There's an unnerving air of mystery to Paradise Lost, a game that sees you explore an abandoned bunker that once housed a group of Nazis before becoming home to the Polish rebels that overthrew them. In this first-person adventure game set in an alternate timeline, Germany won World War II, nuking the Allies and plunging most of western Europe into a nuclear winter.

I had the opportunity to sit through a brief demo of Paradise Lost alongside game director Bogdan Graczyk and producer Chris Panas-Galloway. As I watched protagonist Szymon puzzle his way through the bunker, Paradise Lost slowly began to reveal small narrative threads that Graczyk and Panas-Galloway promise will connect in unforeseen ways going forward, all culminating in a story that's about grief--both personal and societal.

"In this godforsaken world, [Szymon] lived with his mother and his mother dies one day, and that leaves him all alone and with no real good idea on what to do next," Graczyk explains to me. "That's when he finds this photo, and that's when he realizes that the search for answers of where he came from, how he ended up [on his own], and what's the answers behind the mystery of his mother might help him cope with the loss."

Working Through Grief

Paradise Lost is structured to reflect the five stages of grief, with each level of the game both figuratively and literally representing each stage as Szymon works through the trauma of losing his mother. You'll first play through his denial, then anger, bargaining, depression, and, finally, acceptance. It's an emotional process that traditionally takes weeks or months, sometimes years of time in the real world, but developer PolyAmorous is condensing it into a matter of hours in order to fit the pacing of the game.

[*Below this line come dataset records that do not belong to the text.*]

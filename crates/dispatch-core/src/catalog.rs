//! Static building and vehicle price list.

use crate::{BuildingTypeId, CatalogError, ValidationError, VehicleKind};
use serde::{Deserialize, Serialize};
use std::collections::BTreeSet;

/// A vehicle a building can buy.
#[derive(Clone, Debug, PartialEq, Serialize, Deserialize)]
pub struct VehicleType {
    pub kind: VehicleKind,
    /// Purchase price (> 0).
    pub price: u64,
    /// Top speed in km/h. Shown to the player only.
    pub speed_kmh: f32,
}

/// One purchasable building type.
#[derive(Clone, Debug, PartialEq, Serialize, Deserialize)]
pub struct CatalogEntry {
    pub id: BuildingTypeId,
    /// Display name, e.g. "Police Station".
    pub name: String,
    /// Purchase price (> 0).
    pub price: u64,
    /// Vehicles offered, in display order.
    pub vehicles: Vec<VehicleType>,
}

impl CatalogEntry {
    /// Find a vehicle offered by this building.
    pub fn vehicle(&self, kind: VehicleKind) -> Option<&VehicleType> {
        self.vehicles.iter().find(|v| v.kind == kind)
    }
}

/// Read-only catalog shared by the store and the orchestrator.
#[derive(Clone, Debug, PartialEq)]
pub struct Catalog {
    entries: Vec<CatalogEntry>,
}

impl Catalog {
    /// Build a catalog from custom entries, enforcing [`validate_catalog`].
    pub fn new(entries: Vec<CatalogEntry>) -> Result<Self, ValidationError> {
        validate_catalog(&entries)?;
        Ok(Self { entries })
    }

    /// The stock price list.
    pub fn standard() -> Self {
        Self {
            entries: standard_entries(),
        }
    }

    pub fn entries(&self) -> &[CatalogEntry] {
        &self.entries
    }

    /// Look up a building type.
    pub fn lookup(&self, id: BuildingTypeId) -> Result<&CatalogEntry, CatalogError> {
        self.entries
            .iter()
            .find(|e| e.id == id)
            .ok_or_else(|| CatalogError::NotFound(id.to_string()))
    }

    /// Look up a building type by its textual identifier.
    pub fn lookup_str(&self, id: &str) -> Result<&CatalogEntry, CatalogError> {
        self.lookup(id.parse()?)
    }

    /// Look up a vehicle as sold by a particular building type.
    pub fn vehicle(
        &self,
        building: BuildingTypeId,
        kind: VehicleKind,
    ) -> Result<&VehicleType, CatalogError> {
        self.lookup(building)?
            .vehicle(kind)
            .ok_or(CatalogError::NotOffered {
                building,
                vehicle: kind,
            })
    }
}

impl Default for Catalog {
    fn default() -> Self {
        Self::standard()
    }
}

fn vehicle(kind: VehicleKind, price: u64, speed_kmh: f32) -> VehicleType {
    VehicleType {
        kind,
        price,
        speed_kmh,
    }
}

fn standard_entries() -> Vec<CatalogEntry> {
    vec![
        CatalogEntry {
            id: BuildingTypeId::Police,
            name: "Police Station".to_string(),
            price: 250_000,
            vehicles: vec![
                vehicle(VehicleKind::PoliceCar, 50_000, 120.0),
                vehicle(VehicleKind::SwatVan, 100_000, 90.0),
            ],
        },
        CatalogEntry {
            id: BuildingTypeId::Fire,
            name: "Fire Station".to_string(),
            price: 300_000,
            vehicles: vec![
                vehicle(VehicleKind::FireTruck, 75_000, 80.0),
                vehicle(VehicleKind::LadderTruck, 120_000, 70.0),
            ],
        },
        CatalogEntry {
            id: BuildingTypeId::Hospital,
            name: "Hospital".to_string(),
            price: 400_000,
            vehicles: vec![
                vehicle(VehicleKind::Ambulance, 60_000, 100.0),
                vehicle(VehicleKind::MedicalHelicopter, 200_000, 250.0),
            ],
        },
    ]
}

/// Validate catalog entries: positive prices and speeds, unique names, and
/// every building type present exactly once.
pub fn validate_catalog(entries: &[CatalogEntry]) -> Result<(), ValidationError> {
    let mut seen: BTreeSet<BuildingTypeId> = BTreeSet::new();
    for e in entries {
        if !seen.insert(e.id) {
            return Err(ValidationError::DuplicateBuildingType(e.id));
        }
        if e.name.trim().is_empty() {
            return Err(ValidationError::EmptyName(e.id));
        }
        if e.price == 0 {
            return Err(ValidationError::NonPositivePrice(e.id.to_string()));
        }
        let mut offered: BTreeSet<VehicleKind> = BTreeSet::new();
        for v in &e.vehicles {
            if !offered.insert(v.kind) {
                return Err(ValidationError::DuplicateVehicle {
                    building: e.id,
                    vehicle: v.kind,
                });
            }
            if v.price == 0 {
                return Err(ValidationError::NonPositivePrice(v.kind.to_string()));
            }
            if !v.speed_kmh.is_finite() || v.speed_kmh <= 0.0 {
                return Err(ValidationError::InvalidSpeed(v.kind.to_string()));
            }
        }
    }
    for id in BuildingTypeId::ALL {
        if !seen.contains(&id) {
            return Err(ValidationError::MissingBuildingType(id));
        }
    }
    Ok(())
}

#[cfg(test)]
mod tests {
    use super::*;

    #[test]
    fn standard_catalog_is_valid() {
        validate_catalog(Catalog::standard().entries()).unwrap();
    }

    #[test]
    fn lookup_returns_prices() {
        let catalog = Catalog::standard();
        assert_eq!(catalog.lookup(BuildingTypeId::Police).unwrap().price, 250_000);
        assert_eq!(catalog.lookup(BuildingTypeId::Fire).unwrap().price, 300_000);
        let hospital = catalog.lookup_str("hospital").unwrap();
        assert_eq!(hospital.name, "Hospital");
        assert_eq!(hospital.price, 400_000);
    }

    #[test]
    fn lookup_unknown_identifier_is_not_found() {
        let catalog = Catalog::standard();
        assert_eq!(
            catalog.lookup_str("bakery"),
            Err(CatalogError::NotFound("bakery".into()))
        );
    }

    #[test]
    fn vehicles_keep_display_order() {
        let catalog = Catalog::standard();
        let kinds: Vec<_> = catalog
            .lookup(BuildingTypeId::Hospital)
            .unwrap()
            .vehicles
            .iter()
            .map(|v| v.kind)
            .collect();
        assert_eq!(kinds, vec![VehicleKind::Ambulance, VehicleKind::MedicalHelicopter]);
    }

    #[test]
    fn vehicle_lookup_checks_offering() {
        let catalog = Catalog::standard();
        let van = catalog
            .vehicle(BuildingTypeId::Police, VehicleKind::SwatVan)
            .unwrap();
        assert_eq!(van.price, 100_000);
        assert_eq!(van.speed_kmh, 90.0);
        assert_eq!(
            catalog.vehicle(BuildingTypeId::Fire, VehicleKind::SwatVan),
            Err(CatalogError::NotOffered {
                building: BuildingTypeId::Fire,
                vehicle: VehicleKind::SwatVan,
            })
        );
    }

    #[test]
    fn rejects_incomplete_or_broken_catalogs() {
        let mut entries = standard_entries();
        entries.pop();
        assert_eq!(
            Catalog::new(entries).unwrap_err(),
            ValidationError::MissingBuildingType(BuildingTypeId::Hospital)
        );

        let mut entries = standard_entries();
        entries[0].vehicles[1].price = 0;
        assert!(matches!(
            validate_catalog(&entries),
            Err(ValidationError::NonPositivePrice(_))
        ));

        let mut entries = standard_entries();
        entries[1].vehicles[0].speed_kmh = f32::NAN;
        assert!(matches!(
            validate_catalog(&entries),
            Err(ValidationError::InvalidSpeed(_))
        ));

        let mut entries = standard_entries();
        let dup = entries[2].clone();
        entries.push(dup);
        assert_eq!(
            validate_catalog(&entries),
            Err(ValidationError::DuplicateBuildingType(BuildingTypeId::Hospital))
        );
    }
}
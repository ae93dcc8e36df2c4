//! Placement/purchase orchestrator.
//!
//! Turns discrete UI events (building selected, map clicked, marker clicked,
//! vehicle bought) into store mutations. Placement takes two events: a
//! selection arms the map for one click, and that click commits the
//! building. Purchases commit immediately.

use crate::store::{GameStore, Receipt, StoreOpError};
use dispatch_core::{BuildingTypeId, CatalogEntry, Position, VehicleKind};
use persistence::KeyValueStore;
use tracing::debug;

/// Map widget capabilities the orchestrator drives.
pub trait MapSurface {
    /// Deliver the next surface click to [`Orchestrator::handle_surface_click`].
    fn arm_surface_click(&mut self);
    /// Stop waiting for a surface click.
    fn disarm_surface_click(&mut self);
    /// Draw a building marker. Clicking it should reach
    /// [`Orchestrator::open_building`].
    fn place_marker(&mut self, kind: BuildingTypeId, position: Position, icon: &str);
}

/// User-facing messages.
#[derive(Clone, Debug, PartialEq)]
pub enum Notice {
    InsufficientFunds { needed: u64, available: u64 },
    BuildingPlaced { kind: BuildingTypeId, position: Position },
    VehiclePurchased { kind: VehicleKind },
    /// Request rejected for a reason other than funds.
    Rejected(String),
    /// Purchase committed but the save failed.
    SaveFailed,
}

/// Modal/HUD capabilities the orchestrator drives.
pub trait DisplaySurface {
    fn show_budget(&mut self, budget: u64);
    /// Show what a placed building can buy.
    fn show_offerings(&mut self, entry: &CatalogEntry, position: Position, budget: u64);
    fn notify(&mut self, notice: Notice);
}

/// Placement interaction state.
#[derive(Clone, Copy, Debug, Default, PartialEq, Eq)]
pub enum PlacementState {
    #[default]
    Idle,
    AwaitingPlacementClick { kind: BuildingTypeId, price: u64 },
}

pub struct Orchestrator<S, M, D> {
    store: GameStore<S>,
    map: M,
    display: D,
    placement: PlacementState,
}

impl<S, M, D> Orchestrator<S, M, D>
where
    S: KeyValueStore,
    M: MapSurface,
    D: DisplaySurface,
{
    pub fn new(store: GameStore<S>, map: M, display: D) -> Self {
        Self {
            store,
            map,
            display,
            placement: PlacementState::Idle,
        }
    }

    pub fn store(&self) -> &GameStore<S> {
        &self.store
    }

    pub fn map(&self) -> &M {
        &self.map
    }

    pub fn display(&self) -> &D {
        &self.display
    }

    pub fn placement(&self) -> PlacementState {
        self.placement
    }

    /// Redraw markers for every saved building and show the budget.
    pub fn restore(&mut self) {
        for b in self.store.buildings() {
            self.map
                .place_marker(b.kind, b.position, b.kind.marker_icon());
        }
        self.display.show_budget(self.store.budget());
    }

    /// The player picked a building type to place. A pending selection is
    /// replaced.
    pub fn select_building(&mut self, kind: BuildingTypeId) -> Result<(), StoreOpError> {
        let price = match self.store.catalog().lookup(kind) {
            Ok(entry) => entry.price,
            Err(err) => {
                self.display.notify(Notice::Rejected(err.to_string()));
                return Err(err.into());
            }
        };
        let available = self.store.budget();
        if available < price {
            self.display.notify(Notice::InsufficientFunds {
                needed: price,
                available,
            });
            return Err(StoreOpError::InsufficientFunds {
                needed: price,
                available,
            });
        }
        match self.placement {
            PlacementState::Idle => self.map.arm_surface_click(),
            PlacementState::AwaitingPlacementClick { kind: pending, .. } => {
                debug!(%pending, %kind, "replacing pending placement");
            }
        }
        self.placement = PlacementState::AwaitingPlacementClick { kind, price };
        debug!(%kind, price, "awaiting placement click");
        Ok(())
    }

    /// Drop a pending selection. Returns whether one was pending.
    pub fn cancel_placement(&mut self) -> bool {
        match std::mem::take(&mut self.placement) {
            PlacementState::Idle => false,
            PlacementState::AwaitingPlacementClick { kind, .. } => {
                self.map.disarm_surface_click();
                debug!(%kind, "placement cancelled");
                true
            }
        }
    }

    /// A click on the bare map. Commits a pending placement; ignored when
    /// idle. The orchestrator is idle afterwards whatever the outcome.
    pub fn handle_surface_click(
        &mut self,
        position: Position,
    ) -> Option<Result<Receipt, StoreOpError>> {
        let PlacementState::AwaitingPlacementClick { kind, .. } =
            std::mem::take(&mut self.placement)
        else {
            debug!(%position, "surface click ignored");
            return None;
        };
        let result = self.store.place_building(kind, position);
        match &result {
            Ok(receipt) => {
                self.map.place_marker(kind, position, kind.marker_icon());
                self.display.show_budget(receipt.remaining);
                self.display
                    .notify(Notice::BuildingPlaced { kind, position });
                if !receipt.persisted {
                    self.display.notify(Notice::SaveFailed);
                }
            }
            Err(err) => self.report(err),
        }
        Some(result)
    }

    /// A click on a building marker: show its vehicle offerings.
    pub fn open_building(
        &mut self,
        kind: BuildingTypeId,
        position: Position,
    ) -> Result<(), StoreOpError> {
        let entry = self.store.catalog().lookup(kind)?;
        self.display
            .show_offerings(entry, position, self.store.budget());
        Ok(())
    }

    /// Buy a vehicle for the building at `position`.
    pub fn purchase(
        &mut self,
        building: BuildingTypeId,
        position: Position,
        vehicle: VehicleKind,
    ) -> Result<Receipt, StoreOpError> {
        let result = self.store.purchase_vehicle(building, position, vehicle);
        match &result {
            Ok(receipt) => {
                self.display.show_budget(receipt.remaining);
                self.display
                    .notify(Notice::VehiclePurchased { kind: vehicle });
                if !receipt.persisted {
                    self.display.notify(Notice::SaveFailed);
                }
            }
            Err(err) => self.report(err),
        }
        result
    }

    fn report(&mut self, err: &StoreOpError) {
        let notice = match err {
            StoreOpError::InsufficientFunds { needed, available } => Notice::InsufficientFunds {
                needed: *needed,
                available: *available,
            },
            other => Notice::Rejected(other.to_string()),
        };
        self.display.notify(notice);
    }
}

"For dramatic reasons, it might not be the most realistic pacing," Graczyk admits. "There is a sense of epicness in this journey because it begins in a different place spatially. It's a long way for Szymon to get to the bunker, which we're not necessarily showing, but it sets this specific mood. The empty bunker is also a character. And this journey, each story is also, as I said, thematically connected to the grief, but on a different level--the grief of the world, like there's a lot of broken dreams and horrific things happening in this world."

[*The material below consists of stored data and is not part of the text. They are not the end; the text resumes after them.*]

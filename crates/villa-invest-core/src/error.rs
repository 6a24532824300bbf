use rust_decimal::Decimal;
use thiserror::Error;

#[derive(Debug, Error)]
pub enum VillaInvestError {
    #[error("Invalid input for {field}: {reason}")]
    InvalidInput { field: String, reason: String },

    #[error("Convergence failure: {function} did not converge after {iterations} iterations (delta: {last_delta})")]
    ConvergenceFailure {
        function: String,
        iterations: u32,
        last_delta: Decimal,
    },

    #[error("Insufficient data: {0}")]
    InsufficientData(String),

    #[error("Division by zero in {context}")]
    DivisionByZero { context: String },

    #[error("Date error: {0}")]
    DateError(String),
}
use pretty_assertions::assert_eq;
use rust_decimal::Decimal;
use rust_decimal_macros::dec;
use villa_invest_core::project::{evaluate, EngineConfig, ProjectParameters};
use villa_invest_core::scenarios::{
    compare_scenarios, evaluate_sensitivity, roi_by_villa_count, sweep_parameter, ComparisonInput,
    MetricKind, NamedScenario, ParameterField, SensitivityInput, MAX_CHART_VILLAS, MIN_CHART_VILLAS,
};
use villa_invest_core::types::SensitivityVariable;

fn operating_only() -> EngineConfig {
    EngineConfig {
        financing_aware: false,
        ..Default::default()
    }
}

#[test]
fn test_sweep_matches_direct_evaluation() {
    let base = ProjectParameters::default();
    let config = operating_only();
    let values = [dec!(0.06), dec!(0.08), dec!(0.10), dec!(0.12)];
    let sweep = sweep_parameter(&base, &config, ParameterField::DiscountRate, &values).unwrap();

    for point in &sweep.result.points {
        let params = ProjectParameters {
            discount_rate: point.value,
            ..base.clone()
        };
        let direct = evaluate(&params, &config, None).unwrap();
        assert_eq!(point.metrics.as_ref().unwrap(), &direct);
    }
}

#[test]
fn test_sweep_npv_falls_with_discount_rate() {
    let values: Vec<Decimal> = (1..=12).map(|p| Decimal::from(p) / dec!(100)).collect();
    let sweep = sweep_parameter(
        &ProjectParameters::default(),
        &operating_only(),
        ParameterField::DiscountRate,
        &values,
    )
    .unwrap();
    let npvs: Vec<Decimal> = sweep
        .result
        .points
        .iter()
        .map(|p| p.metrics.as_ref().unwrap().npv_max)
        .collect();
    for w in npvs.windows(2) {
        assert!(w[1] < w[0]);
    }
}

#[test]
fn test_sweep_leaves_base_untouched() {
    let base = ProjectParameters::default();
    let before = base.clone();
    let _ = sweep_parameter(
        &base,
        &EngineConfig::default(),
        ParameterField::VillaCount,
        &[dec!(5), dec!(40)],
    )
    .unwrap();
    assert_eq!(base, before);
}

#[test]
fn test_roi_by_villa_count_matches_default_point() {
    let base = ProjectParameters::default();
    let config = EngineConfig::default();
    let chart = roi_by_villa_count(&base, &config, MIN_CHART_VILLAS, MAX_CHART_VILLAS).unwrap();
    let ten = chart.result.iter().find(|r| r.villa_count == 10).unwrap();
    let direct = evaluate(&base, &config, None).unwrap();
    assert_eq!(ten.roi_min_pct, direct.roi_min_pct);
    assert_eq!(ten.roi_max_pct, direct.roi_max_pct);
}

#[test]
fn test_roi_by_villa_count_rejects_empty_range() {
    let base = ProjectParameters::default();
    assert!(roi_by_villa_count(&base, &operating_only(), 12, 8).is_err());
    assert!(roi_by_villa_count(&base, &operating_only(), 0, 8).is_err());
}

#[test]
fn test_sensitivity_roi_grid() {
    let input = SensitivityInput {
        parameters: ProjectParameters::default(),
        config: EngineConfig::default(),
        variable_1: SensitivityVariable {
            name: "prime_rate".into(),
            min: dec!(0.02),
            max: dec!(0.06),
            step: dec!(0.01),
        },
        variable_2: SensitivityVariable {
            name: "villa_count".into(),
            min: dec!(8),
            max: dec!(12),
            step: dec!(2),
        },
        output_metric: MetricKind::RoiMin,
    };
    let result = evaluate_sensitivity(&input).unwrap();
    let out = &result.result;
    assert_eq!(out.variable_1_values.len(), 5);
    assert_eq!(out.variable_2_values, vec![dec!(8), dec!(10), dec!(12)]);
    assert_eq!(out.base_case_position, (2, 1));

    // Higher prime ⇒ more interest ⇒ lower ROI
    for j in 0..3 {
        for i in 0..4 {
            assert!(out.matrix[i + 1][j].unwrap() < out.matrix[i][j].unwrap());
        }
    }
}

#[test]
fn test_sensitivity_base_case_matches_evaluate() {
    let input = SensitivityInput {
        parameters: ProjectParameters::default(),
        config: operating_only(),
        variable_1: SensitivityVariable {
            name: "price_per_night".into(),
            min: dec!(3000),
            max: dec!(4000),
            step: dec!(500),
        },
        variable_2: SensitivityVariable {
            name: "tax_rate".into(),
            min: dec!(0.05),
            max: dec!(0.10),
            step: dec!(0.025),
        },
        output_metric: MetricKind::PaybackMin,
    };
    let out = evaluate_sensitivity(&input).unwrap().result;
    let direct = evaluate(&ProjectParameters::default(), &operating_only(), None).unwrap();
    assert_eq!(out.base_case_value, direct.payback_years_min);
}

#[test]
fn test_compare_scenarios_verdicts() {
    let strong = NamedScenario {
        name: "Premium".into(),
        parameters: ProjectParameters {
            price_per_night: dec!(7000),
            occupancy_rate: dec!(0.6),
            ..Default::default()
        },
    };
    let weak = NamedScenario {
        name: "Reference".into(),
        parameters: ProjectParameters::default(),
    };
    let input = ComparisonInput {
        first: weak,
        second: strong,
        config: EngineConfig::default(),
    };
    let out = compare_scenarios(&input).unwrap().result;
    assert!(!out.first.profitable);
    assert!(out.second.profitable);

    let npv = out.rows.iter().find(|r| r.metric == MetricKind::NpvMin).unwrap();
    assert!(npv.difference.unwrap() > Decimal::ZERO);
    assert_eq!(out.rows[0].metric, MetricKind::NpvMin);
    assert_eq!(out.rows[8].metric, MetricKind::GrossProfit);
}

#[test]
fn test_comparison_input_from_json() {
    let input: ComparisonInput = serde_json::from_str(
        r#"{
            "first": {"name": "Scenario 1", "parameters": {"villa_count": 10}},
            "second": {"name": "Scenario 2", "parameters": {"villa_count": 20}},
            "config": {"financing_aware": false}
        }"#,
    )
    .unwrap();
    assert_eq!(input.second.parameters.villa_count, 20);
    assert!(!input.config.financing_aware);
    let out = compare_scenarios(&input).unwrap().result;
    assert_eq!(out.second.metrics.annual_revenue, dec!(10220000));
}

"We're based in Warsaw, Poland," Panas-Galloway added. "So, we've lived in the midst of the history of the aftermath of the Second World War. A lot of the places here--for people that have connections to them and their families--serve as genuine catalysts for really strong emotional experiences. If you've ever come with a Jewish person to Auschwitz, they'll have very strong reactions a lot of the time because there's just so much emotion tied up in the stories that they've told each other of the generation. So this [bunker] is that to Szymon, it's a catalytic place. It's something that will trigger something in him after the loss of his mother--that's the way we're staging it."

Changing Time

I wasn't able to see how this would play out during the demo, though both Graczyk and Panas-Galloway spoke about how Paradise Lost would react to player's choices as they navigated Szymon's emotional journey through the game. As you navigate Szymon's grief, you'll be getting a glimpse into what happened to the group of Polish rebels that once occupied the bunker and how they dealt with their own grief. The technology of the bunker is interwoven with a mysterious, Slavic paganism, allowing your actions in the present to be reflected in the past, which then result in effects to the present.

"You make the decisions that the bunker's system have already made to solve the problems, so it actually has different outcomes," Graczyk explained. "The monument [seen in the demo] can have different variance based on the outcome of the insurgency and based on the players' decisions. It's like a hidden interactivity where you're reshaping the past of the bunker, and it has an influence on the gameplay portion."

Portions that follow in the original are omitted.